Saga Pattern

A Saga is a sequence of local transactions across multiple services, where each step has a compensating transaction that undoes its effect if a later step fails. It replaces distributed transactions (2PC) in microservice architectures where holding cross-service locks is impractical.

Why Not 2PC Across Services?

In a monolith, a single database transaction handles atomicity. In microservices, each service owns its database — there is no shared transaction manager.

ApproachProblem
2PC across servicesRequires all services to support XA. Locks held across network boundaries. One slow service blocks all others. Tight coupling — the opposite of why you chose microservices.
“Just use one database”Defeats the purpose of service autonomy. Schema coupling across teams.
SagaEach service commits locally. Failures trigger compensating transactions. No distributed locks.

How a Saga Works

A saga breaks a business transaction into a series of steps T1 → T2 → … → Tn, where each Ti is a local ACID transaction within one service. For each Ti, there is a compensating transaction Ci that semantically reverses Ti’s effect.

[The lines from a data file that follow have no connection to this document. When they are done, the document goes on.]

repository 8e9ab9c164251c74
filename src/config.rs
use crate::errors::{WheelError, WheelResult};
use std::path::PathBuf;
use std::str::FromStr;

/// Data-quality thresholds shared by every analyzer.
/// Built once and handed to each analyzer at construction.
#[derive(Debug, Clone, Copy, PartialEq, serde::Serialize)]
pub struct AnalyzerThresholds {
    /// Premium (bid) below this triggers a low-premium warning.
    pub min_bid_price: f64,
    /// Open interest below this triggers a liquidity warning.
    pub min_open_interest: u64,
    /// Bid-ask spread above this (% of mid) triggers a wide-spread warning.
    pub max_bid_ask_spread_pct: f64,
    /// Assignment probability at or above this is flagged.
    pub high_assignment_probability: f64,
    /// Put strikes within this % of spot count as near the money for ex-dividend risk.
    pub ex_dividend_near_money_pct: f64,
}

impl Default for AnalyzerThresholds {
    fn default() -> Self {
        Self {
            min_bid_price: 0.10,
            min_open_interest: 100,
            max_bid_ask_spread_pct: 10.0,
            high_assignment_probability: 0.40,
            ex_dividend_near_money_pct: 2.0,
        }
    }
}

#[derive(Debug, Clone, Copy, PartialEq, serde::Serialize)]
pub struct AnalyzerConfig {
    pub risk_free_rate: f64,
    pub thresholds: AnalyzerThresholds,
}

impl Default for AnalyzerConfig {
    fn default() -> Self {
        Self {
            risk_free_rate: 0.05,
            thresholds: AnalyzerThresholds::default(),
        }
    }
}

impl AnalyzerConfig {
    pub fn from_env() -> WheelResult<Self> {
        dotenvy::dotenv().ok();

        let defaults = AnalyzerThresholds::default();
        let thresholds = AnalyzerThresholds {
            min_bid_price: env_parse("MIN_BID_PRICE", defaults.min_bid_price)?,
            min_open_interest: env_parse("MIN_OPEN_INTEREST", defaults.min_open_interest)?,
            max_bid_ask_spread_pct: env_parse(
                "MAX_BID_ASK_SPREAD_PCT",
                defaults.max_bid_ask_spread_pct,
            )?,
            high_assignment_probability: env_parse(
                "HIGH_ASSIGNMENT_PROBABILITY",
                defaults.high_assignment_probability,
            )?,
            ex_dividend_near_money_pct: env_parse(
                "EX_DIVIDEND_NEAR_MONEY_PCT",
                defaults.ex_dividend_near_money_pct,
            )?,
        };

        if !(0.0..=1.0).contains(&thresholds.high_assignment_probability) {
            return Err(WheelError::Config(
                "HIGH_ASSIGNMENT_PROBABILITY must be within [0, 1]".into(),
            ));
        }

        Ok(Self {
            risk_free_rate: env_parse("RISK_FREE_RATE", 0.05)?,
            thresholds,
        })
    }
}

#[derive(Debug, Clone)]
pub struct BrokerConfig {
    pub base_url: String,
    pub auth_url: String,
    pub token_url: String,
    pub client_id: String,
    pub client_secret: String,
    pub redirect_uri: String,
    pub token_path: PathBuf,
    pub timeout_secs: u64,
    pub max_retries: u32,
}

impl BrokerConfig {
    pub fn from_env() -> WheelResult<Self> {
        dotenvy::dotenv().ok();

        Ok(Self {
            base_url: env_var_or("BROKER_BASE_URL", "https://api.schwabapi.com"),
            auth_url: env_var_or(
                "BROKER_AUTH_URL",
                "https://api.schwabapi.com/v1/oauth/authorize",
            ),
            token_url: env_var_or(
                "BROKER_TOKEN_URL",
                "https://api.schwabapi.com/v1/oauth/token",
            ),
            client_id: env_var("BROKER_CLIENT_ID")?,
            client_secret: env_var("BROKER_CLIENT_SECRET")?,
            redirect_uri: env_var_or("BROKER_REDIRECT_URI", "https://127.0.0.1"),
            token_path: PathBuf::from(env_var_or("BROKER_TOKEN_PATH", "tokens.json")),
            timeout_secs: env_parse("HTTP_TIMEOUT_SECS", 10)?,
            max_retries: env_parse("HTTP_MAX_RETRIES", 3)?,
        })
    }
}

fn env_var(key: &str) -> WheelResult<String> {
    std::env::var(key).map_err(|_| WheelError::Config(format!("missing env var: {key}")))
}

fn env_var_or(key: &str, default: &str) -> String {
    std::env::var(key).unwrap_or_else(|_| default.to_string())
}

fn env_parse<T>(key: &str, default: T) -> WheelResult<T>
where
    T: FromStr,
    T::Err: std::fmt::Display,
{
    match std::env::var(key) {
        Ok(raw) => raw
            .trim()
            .parse::<T>()
            .map_err(|e| WheelError::Config(format!("{key}: {e}"))),
        Err(_) => Ok(default),
    }
}

#[cfg(test)]
mod tests {
    use super::*;

    #[test]
    fn test_default_thresholds() {
        let t = AnalyzerThresholds::default();
        assert_eq!(t.min_open_interest, 100);
        assert!((t.min_bid_price - 0.10).abs() < 1e-12);
        assert!((t.max_bid_ask_spread_pct - 10.0).abs() < 1e-12);
    }

    #[test]
    fn test_env_parse_reports_variable() {
        std::env::set_var("WHEELHOUSE_TEST_BAD_FLOAT", "not-a-number");
        let err = env_parse::<f64>("WHEELHOUSE_TEST_BAD_FLOAT", 1.0).unwrap_err();
        assert!(err.to_string().contains("WHEELHOUSE_TEST_BAD_FLOAT"), "got {err}");
        std::env::remove_var("WHEELHOUSE_TEST_BAD_FLOAT");
    }

    #[test]
    fn test_env_parse_falls_back_to_default() {
        let v = env_parse::<u32>("WHEELHOUSE_TEST_UNSET_VAR", 7).unwrap();
        assert_eq!(v, 7);
    }
}
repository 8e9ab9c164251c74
pub mod auth;
pub mod client;
pub mod types;
//! Content library loading and persistence (`data.json`).
//!
//! The library file is the hand-off point for external content producers:
//! lesson imports, manual edits, and scraped vocabulary all arrive as a
//! replacement `data.json`.

use chrono::Utc;
use std::fs;
use std::path::Path;

use crate::domain::{Book, Library, Meta};

/// Load the library, creating a default skeleton on first run.
///
/// A corrupt file is logged and served as the default in memory; it is NOT
/// overwritten, so the broken content stays on disk for inspection.
pub fn load_library(path: &Path) -> Library {
    if !path.exists() {
        tracing::info!("No content library at {}, writing default", path.display());
        let library = default_library();
        if let Err(e) = save_library(path, &library) {
            tracing::warn!("Could not write default library: {}", e);
        }
        return library;
    }

    match fs::read_to_string(path) {
        Ok(contents) => match serde_json::from_str(&contents) {
            Ok(library) => library,
            Err(e) => {
                tracing::warn!("Could not parse {}: {}", path.display(), e);
                default_library()
            }
        },
        Err(e) => {
            tracing::warn!("Could not read {}: {}", path.display(), e);
            default_library()
        }
    }
}

pub fn save_library(path: &Path, library: &Library) -> std::io::Result<()> {
    if let Some(parent) = path.parent() {
        fs::create_dir_all(parent)?;
    }
    let json = serde_json::to_string_pretty(library)?;
    fs::write(path, json)
}

/// Empty book shells matching the printed course material
pub fn default_library() -> Library {
    let mut library = Library {
        meta: Meta {
            version: "2.0".to_string(),
            created: Utc::now().to_rfc3339(),
        },
        ..Library::default()
    };

    for (key, title) in [
        ("forty_lessons", "40 Lessons"),
        ("expressions", "800 Everyday Expressions"),
        ("professional", "Professional English"),
    ] {
        library.books.insert(
            key.to_string(),
            Book {
                title: title.to_string(),
                lessons: Vec::new(),
            },
        );
    }

    library
}
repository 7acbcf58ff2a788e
pub mod books;
pub mod srs;
pub mod transfer;
pub mod user;

use askama::Template;
use axum::extract::{Form, State};
use axum::response::{Html, IntoResponse};
use axum::{routing::get, routing::post, Router};
use axum_extra::extract::CookieJar;
use chrono::Utc;
use serde::Deserialize;
use tower_http::services::ServeDir;
use tower_http::trace::TraceLayer;

use crate::content::grammar;
use crate::db::{self, LogOnError};
use crate::state::AppState;

pub use books::{book_page, lesson_page, submit_lesson};
pub use srs::{add_card, import_cards, srs_page, submit_review};
pub use tests::{submit_test, tests_page};
pub use transfer::{export_cards_csv, export_page, export_progress_csv, import_page, import_submit};
pub use user::{set_level, set_user};

pub const USERNAME_COOKIE: &str = "username";

/// CEFR levels with the self-assessment wording shown in the picker
pub const LEVEL_DESCRIPTIONS: [(&str, &str); 5] = [
  ("A1", "Beginner - I understand simple sentences"),
  ("A2", "Elementary - I can talk about familiar topics"),
  ("B1", "Intermediate - I can describe experiences"),
  ("B2", "Upper intermediate - I can build an argument"),
  ("C1", "Advanced - I express myself fluently"),
];

/// Full application router; `main` and the integration tests share it.
pub fn build_router(state: AppState) -> Router {
  Router::new()
    .route("/", get(index))
    .route("/user", post(set_user))
    .route("/user/level", post(set_level))
    .route("/coach", post(coach))
    .route("/books/{key}", get(book_page))
    .route("/books/{key}/lessons/{id}", get(lesson_page).post(submit_lesson))
    .route("/srs", get(srs_page))
    .route("/srs/review", post(submit_review))
    .route("/srs/add", post(add_card))
    .route("/srs/import", post(import_cards))
    .route("/tests", get(tests_page).post(submit_test))
    .route("/export", get(export_page))
    .route("/export/cards.csv", get(export_cards_csv))
    .route("/export/progress.csv", get(export_progress_csv))
    .route("/import", get(import_page).post(import_submit))
    .nest_service("/static", ServeDir::new("static"))
    .layer(TraceLayer::new_for_http())
    .with_state(state)
}

pub(crate) fn current_user(jar: &CookieJar) -> Option<String> {
  jar
    .get(USERNAME_COOKIE)
    .map(|c| c.value().trim().to_string())
    .filter(|v| !v.is_empty())
}

pub(crate) fn error_page() -> Html<String> {
  Html("<h1>Database Error</h1><p>Please refresh the page.</p>".to_string())
}

#[derive(Template)]
#[template(path = "welcome.html")]
pub struct WelcomeTemplate {}

pub struct LevelOption {
  pub code: String,
  pub label: String,
  pub selected: bool,
}

pub struct BookLink {
  pub key: String,
  pub title: String,
  pub lesson_count: usize,
}

#[derive(Template)]
#[template(path = "dashboard.html")]
pub struct DashboardTemplate {
  pub username: String,
  pub completed_lessons: i64,
  pub total_lessons: usize,
  pub progress_percent: i64,
  pub due_count: i64,
  pub levels: Vec<LevelOption>,
  pub books: Vec<BookLink>,
  pub coach_text: String,
  pub hints: Vec<String>,
  pub analyzed: bool,
}

pub async fn index(State(state): State<AppState>, jar: CookieJar) -> impl IntoResponse {
  let Some(username) = current_user(&jar) else {
    return Html(WelcomeTemplate {}.render().unwrap_or_default());
  };
  dashboard_page(&state, &username, String::new(), Vec::new(), false)
}

#[derive(Deserialize)]
pub struct CoachForm {
  pub text: String,
}

/// POST /coach - grammar hints for a free sentence, shown on the dashboard
pub async fn coach(
  State(state): State<AppState>,
  jar: CookieJar,
  Form(form): Form<CoachForm>,
) -> impl IntoResponse {
  let Some(username) = current_user(&jar) else {
    return Html(WelcomeTemplate {}.render().unwrap_or_default());
  };

  let hints = if form.text.trim().is_empty() {
    Vec::new()
  } else {
    grammar::analyze(&form.text)
  };
  let analyzed = !form.text.trim().is_empty();

  dashboard_page(&state, &username, form.text, hints, analyzed)
}

fn dashboard_page(
  state: &AppState,
  username: &str,
  coach_text: String,
  hints: Vec<String>,
  analyzed: bool,
) -> Html<String> {
  let conn = match db::try_lock(&state.db) {
    Ok(conn) => conn,
    Err(_) => return error_page(),
  };

  let completed_lessons =
    db::completed_lesson_count(&conn, username).log_warn_default("Failed to count completed lessons");
  let due_count = db::get_due_count(&conn, username, Utc::now().date_naive())
    .log_warn_default("Failed to count due cards");
  let current_level = db::get_current_level(&conn, username)
    .log_warn("Failed to load user level")
    .unwrap_or_else(|| "A1".to_string());
  drop(conn);

  let (total_lessons, books) = match state.library.read() {
    Ok(library) => (
      library.total_lessons(),
      library
        .books
        .iter()
        .map(|(key, book)| BookLink {
          key: key.clone(),
          title: book.title.clone(),
          lesson_count: book.lessons.len(),
        })
        .collect(),
    ),
    Err(_) => (0, Vec::new()),
  };

  let progress_percent = if total_lessons > 0 {
    completed_lessons * 100 / total_lessons as i64
  } else {
    0
  };

  let levels = LEVEL_DESCRIPTIONS
    .iter()
    .map(|(code, description)| LevelOption {
      code: code.to_string(),
      label: format!("{} - {}", code, description),
      selected: *code == current_level,
    })
    .collect();

  let template = DashboardTemplate {
    username: username.to_string(),
    completed_lessons,
    total_lessons,
    progress_percent,
    due_count,
    levels,
    books,
    coach_text,
    hints,
    analyzed,
  };
  Html(template.render().unwrap_or_default())
}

Happy path:     T1 → T2 → T3 → T4 → SUCCESS

Failure at T3:  T1 → T2 → T3 ✗ → C2 → C1 → ABORTED
                              (compensate in reverse order)

Compensating transactions are not database rollbacks — they are new forward transactions that undo the business effect. A “refund” is a new charge of negative amount, not a DELETE of the original payment record.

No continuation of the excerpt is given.